Required work
Bring together copies of the lines in the data below that contain the word "clone".

Excerpted records
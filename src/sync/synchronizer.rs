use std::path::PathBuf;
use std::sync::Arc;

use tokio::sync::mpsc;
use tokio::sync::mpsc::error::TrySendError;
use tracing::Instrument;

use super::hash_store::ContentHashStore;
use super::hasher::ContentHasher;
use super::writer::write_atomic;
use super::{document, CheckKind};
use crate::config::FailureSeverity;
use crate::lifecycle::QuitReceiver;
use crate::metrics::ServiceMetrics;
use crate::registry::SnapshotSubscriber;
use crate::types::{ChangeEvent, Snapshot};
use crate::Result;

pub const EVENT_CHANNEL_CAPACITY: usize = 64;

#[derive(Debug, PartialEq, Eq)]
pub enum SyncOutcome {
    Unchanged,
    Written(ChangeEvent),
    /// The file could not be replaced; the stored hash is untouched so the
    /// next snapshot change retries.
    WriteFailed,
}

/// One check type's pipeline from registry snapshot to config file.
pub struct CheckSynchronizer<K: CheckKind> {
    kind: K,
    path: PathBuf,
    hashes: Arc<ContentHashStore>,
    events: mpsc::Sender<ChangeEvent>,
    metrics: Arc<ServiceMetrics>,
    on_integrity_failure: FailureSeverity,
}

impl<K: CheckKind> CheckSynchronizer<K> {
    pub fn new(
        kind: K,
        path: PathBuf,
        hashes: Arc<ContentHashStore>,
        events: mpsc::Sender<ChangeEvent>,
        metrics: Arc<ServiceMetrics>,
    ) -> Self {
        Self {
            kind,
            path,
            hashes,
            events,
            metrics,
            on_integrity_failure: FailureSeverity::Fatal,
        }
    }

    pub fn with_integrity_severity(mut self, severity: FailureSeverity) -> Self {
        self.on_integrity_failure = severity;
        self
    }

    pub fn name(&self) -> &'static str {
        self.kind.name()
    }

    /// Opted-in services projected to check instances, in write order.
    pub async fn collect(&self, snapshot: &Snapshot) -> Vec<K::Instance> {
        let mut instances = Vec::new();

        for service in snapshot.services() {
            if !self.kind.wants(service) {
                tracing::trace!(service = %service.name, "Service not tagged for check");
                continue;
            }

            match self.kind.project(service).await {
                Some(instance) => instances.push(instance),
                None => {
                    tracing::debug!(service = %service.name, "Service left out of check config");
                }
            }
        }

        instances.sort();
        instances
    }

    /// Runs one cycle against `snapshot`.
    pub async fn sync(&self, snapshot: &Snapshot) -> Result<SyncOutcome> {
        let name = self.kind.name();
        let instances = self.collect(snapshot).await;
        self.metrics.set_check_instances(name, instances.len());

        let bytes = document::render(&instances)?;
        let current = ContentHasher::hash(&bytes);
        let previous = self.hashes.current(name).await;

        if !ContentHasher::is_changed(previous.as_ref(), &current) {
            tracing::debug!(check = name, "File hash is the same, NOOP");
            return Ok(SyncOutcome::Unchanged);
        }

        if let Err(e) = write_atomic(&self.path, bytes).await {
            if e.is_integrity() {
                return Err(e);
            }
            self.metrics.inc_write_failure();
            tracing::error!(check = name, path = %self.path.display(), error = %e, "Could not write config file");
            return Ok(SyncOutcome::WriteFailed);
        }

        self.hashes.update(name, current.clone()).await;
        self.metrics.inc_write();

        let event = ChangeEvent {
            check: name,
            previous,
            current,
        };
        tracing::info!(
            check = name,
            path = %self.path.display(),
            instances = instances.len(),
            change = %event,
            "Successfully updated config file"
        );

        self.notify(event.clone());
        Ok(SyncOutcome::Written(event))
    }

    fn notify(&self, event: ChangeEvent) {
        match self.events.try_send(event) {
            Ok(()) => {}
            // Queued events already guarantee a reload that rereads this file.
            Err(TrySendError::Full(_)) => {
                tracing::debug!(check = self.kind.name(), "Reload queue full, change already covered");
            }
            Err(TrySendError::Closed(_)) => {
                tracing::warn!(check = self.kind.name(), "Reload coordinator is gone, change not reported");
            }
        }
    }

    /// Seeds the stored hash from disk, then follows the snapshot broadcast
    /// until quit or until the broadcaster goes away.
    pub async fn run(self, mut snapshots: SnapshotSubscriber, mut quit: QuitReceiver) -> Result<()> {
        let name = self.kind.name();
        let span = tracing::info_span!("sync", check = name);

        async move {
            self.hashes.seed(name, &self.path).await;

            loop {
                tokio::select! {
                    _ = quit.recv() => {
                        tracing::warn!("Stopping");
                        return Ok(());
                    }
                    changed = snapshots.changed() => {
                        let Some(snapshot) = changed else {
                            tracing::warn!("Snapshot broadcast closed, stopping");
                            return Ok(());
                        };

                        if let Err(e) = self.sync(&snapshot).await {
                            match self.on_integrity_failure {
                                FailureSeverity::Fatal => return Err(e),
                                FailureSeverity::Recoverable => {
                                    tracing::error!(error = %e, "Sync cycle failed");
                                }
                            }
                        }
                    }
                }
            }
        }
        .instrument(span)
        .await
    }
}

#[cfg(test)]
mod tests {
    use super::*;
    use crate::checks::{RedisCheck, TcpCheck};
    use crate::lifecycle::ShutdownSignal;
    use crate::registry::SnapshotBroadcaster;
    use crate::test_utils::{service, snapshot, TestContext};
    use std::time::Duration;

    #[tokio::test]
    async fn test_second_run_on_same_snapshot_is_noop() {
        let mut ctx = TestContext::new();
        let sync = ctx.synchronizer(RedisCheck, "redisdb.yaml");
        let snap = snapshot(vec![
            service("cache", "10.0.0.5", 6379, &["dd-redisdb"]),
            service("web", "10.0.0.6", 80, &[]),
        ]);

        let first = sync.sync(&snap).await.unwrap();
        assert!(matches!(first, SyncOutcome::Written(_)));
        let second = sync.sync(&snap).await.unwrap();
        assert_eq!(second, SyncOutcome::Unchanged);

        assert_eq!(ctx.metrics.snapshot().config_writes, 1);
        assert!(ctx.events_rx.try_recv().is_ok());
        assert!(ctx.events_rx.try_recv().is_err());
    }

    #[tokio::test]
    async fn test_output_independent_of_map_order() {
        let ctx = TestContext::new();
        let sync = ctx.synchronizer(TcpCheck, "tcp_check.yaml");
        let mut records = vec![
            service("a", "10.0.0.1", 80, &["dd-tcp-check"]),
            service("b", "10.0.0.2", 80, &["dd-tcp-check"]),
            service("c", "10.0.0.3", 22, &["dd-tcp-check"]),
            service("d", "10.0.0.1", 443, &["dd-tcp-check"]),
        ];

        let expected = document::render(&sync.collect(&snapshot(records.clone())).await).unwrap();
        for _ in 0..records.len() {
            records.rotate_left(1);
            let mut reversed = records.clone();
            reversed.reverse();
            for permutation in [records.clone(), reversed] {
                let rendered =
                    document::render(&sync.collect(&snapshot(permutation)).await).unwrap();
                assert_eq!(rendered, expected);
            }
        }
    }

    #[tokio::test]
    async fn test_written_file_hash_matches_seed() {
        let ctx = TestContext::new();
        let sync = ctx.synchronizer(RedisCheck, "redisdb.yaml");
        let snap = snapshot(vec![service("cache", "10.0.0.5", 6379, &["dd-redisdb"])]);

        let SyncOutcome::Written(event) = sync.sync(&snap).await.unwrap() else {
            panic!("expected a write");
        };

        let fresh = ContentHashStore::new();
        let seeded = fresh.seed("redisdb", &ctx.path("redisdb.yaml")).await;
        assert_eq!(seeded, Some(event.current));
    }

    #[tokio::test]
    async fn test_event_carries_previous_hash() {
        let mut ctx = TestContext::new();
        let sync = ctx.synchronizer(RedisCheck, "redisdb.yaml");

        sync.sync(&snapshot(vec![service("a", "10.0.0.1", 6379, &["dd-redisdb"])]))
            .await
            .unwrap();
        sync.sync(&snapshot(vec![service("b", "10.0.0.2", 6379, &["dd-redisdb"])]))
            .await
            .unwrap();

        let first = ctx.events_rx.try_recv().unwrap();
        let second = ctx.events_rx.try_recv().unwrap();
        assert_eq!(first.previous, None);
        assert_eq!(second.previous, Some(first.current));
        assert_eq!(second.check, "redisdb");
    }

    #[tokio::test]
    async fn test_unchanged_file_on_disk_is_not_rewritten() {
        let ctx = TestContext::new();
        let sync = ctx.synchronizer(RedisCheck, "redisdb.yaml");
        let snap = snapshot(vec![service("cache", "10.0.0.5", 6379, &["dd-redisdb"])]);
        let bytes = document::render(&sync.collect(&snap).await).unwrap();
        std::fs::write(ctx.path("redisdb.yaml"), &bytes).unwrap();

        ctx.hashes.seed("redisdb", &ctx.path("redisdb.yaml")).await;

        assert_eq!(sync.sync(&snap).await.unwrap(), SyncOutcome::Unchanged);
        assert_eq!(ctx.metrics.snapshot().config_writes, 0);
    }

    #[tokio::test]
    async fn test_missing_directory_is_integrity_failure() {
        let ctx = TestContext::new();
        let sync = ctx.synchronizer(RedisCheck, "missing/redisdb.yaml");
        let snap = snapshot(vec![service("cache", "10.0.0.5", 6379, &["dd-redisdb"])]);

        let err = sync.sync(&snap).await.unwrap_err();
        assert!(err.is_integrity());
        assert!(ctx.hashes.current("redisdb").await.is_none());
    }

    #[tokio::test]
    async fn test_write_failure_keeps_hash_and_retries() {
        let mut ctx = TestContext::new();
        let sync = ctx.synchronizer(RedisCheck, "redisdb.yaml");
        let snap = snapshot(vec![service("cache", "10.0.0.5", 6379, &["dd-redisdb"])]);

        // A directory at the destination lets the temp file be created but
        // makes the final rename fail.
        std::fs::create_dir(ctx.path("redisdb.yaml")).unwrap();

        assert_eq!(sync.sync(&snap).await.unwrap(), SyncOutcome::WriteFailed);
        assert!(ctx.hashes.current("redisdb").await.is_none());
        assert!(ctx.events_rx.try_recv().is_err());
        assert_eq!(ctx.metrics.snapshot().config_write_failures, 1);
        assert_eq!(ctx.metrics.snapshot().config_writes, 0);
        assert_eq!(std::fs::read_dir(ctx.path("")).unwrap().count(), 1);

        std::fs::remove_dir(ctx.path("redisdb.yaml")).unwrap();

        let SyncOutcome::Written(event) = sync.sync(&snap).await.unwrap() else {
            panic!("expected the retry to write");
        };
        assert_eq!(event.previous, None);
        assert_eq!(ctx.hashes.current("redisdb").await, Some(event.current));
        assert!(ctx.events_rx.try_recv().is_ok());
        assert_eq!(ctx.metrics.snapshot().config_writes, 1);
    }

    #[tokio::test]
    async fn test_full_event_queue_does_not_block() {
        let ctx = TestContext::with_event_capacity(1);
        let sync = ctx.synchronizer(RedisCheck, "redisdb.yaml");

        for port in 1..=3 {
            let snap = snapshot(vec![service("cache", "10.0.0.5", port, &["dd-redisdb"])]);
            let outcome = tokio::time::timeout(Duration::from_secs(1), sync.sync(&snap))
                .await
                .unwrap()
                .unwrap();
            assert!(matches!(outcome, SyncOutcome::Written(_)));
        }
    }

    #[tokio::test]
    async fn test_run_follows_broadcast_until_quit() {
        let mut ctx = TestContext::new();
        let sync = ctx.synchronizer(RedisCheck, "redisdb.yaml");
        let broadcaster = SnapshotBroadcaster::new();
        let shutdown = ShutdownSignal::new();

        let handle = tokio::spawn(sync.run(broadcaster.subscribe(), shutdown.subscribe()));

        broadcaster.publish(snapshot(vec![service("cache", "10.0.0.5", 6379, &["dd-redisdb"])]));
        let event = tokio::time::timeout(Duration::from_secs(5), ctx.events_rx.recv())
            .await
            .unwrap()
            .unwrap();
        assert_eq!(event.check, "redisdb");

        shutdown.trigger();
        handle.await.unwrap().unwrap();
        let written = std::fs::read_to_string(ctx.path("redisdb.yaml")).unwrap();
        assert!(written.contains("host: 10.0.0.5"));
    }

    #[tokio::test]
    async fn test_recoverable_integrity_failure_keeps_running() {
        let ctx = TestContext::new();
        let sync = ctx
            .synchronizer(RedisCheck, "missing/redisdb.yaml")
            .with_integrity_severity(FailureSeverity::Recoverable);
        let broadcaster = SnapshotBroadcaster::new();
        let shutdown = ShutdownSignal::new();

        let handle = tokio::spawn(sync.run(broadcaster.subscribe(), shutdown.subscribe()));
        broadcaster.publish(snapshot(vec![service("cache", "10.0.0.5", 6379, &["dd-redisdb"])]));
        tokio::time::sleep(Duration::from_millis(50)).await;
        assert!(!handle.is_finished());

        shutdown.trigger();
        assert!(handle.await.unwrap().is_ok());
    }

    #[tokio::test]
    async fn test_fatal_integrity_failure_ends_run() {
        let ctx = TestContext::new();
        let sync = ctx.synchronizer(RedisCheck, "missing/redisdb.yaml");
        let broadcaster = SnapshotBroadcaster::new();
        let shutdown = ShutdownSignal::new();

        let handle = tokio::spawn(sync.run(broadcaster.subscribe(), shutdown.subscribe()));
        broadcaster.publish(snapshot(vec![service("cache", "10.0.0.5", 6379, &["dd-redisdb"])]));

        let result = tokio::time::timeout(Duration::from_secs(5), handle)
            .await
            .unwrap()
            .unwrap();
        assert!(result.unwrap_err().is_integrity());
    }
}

Written solution
        self.hashes.update(name, current.clone()).await;
        self.notify(event.clone());
        let expected = document::render(&sync.collect(&snapshot(records.clone())).await).unwrap();
            let mut reversed = records.clone();
            for permutation in [records.clone(), reversed] {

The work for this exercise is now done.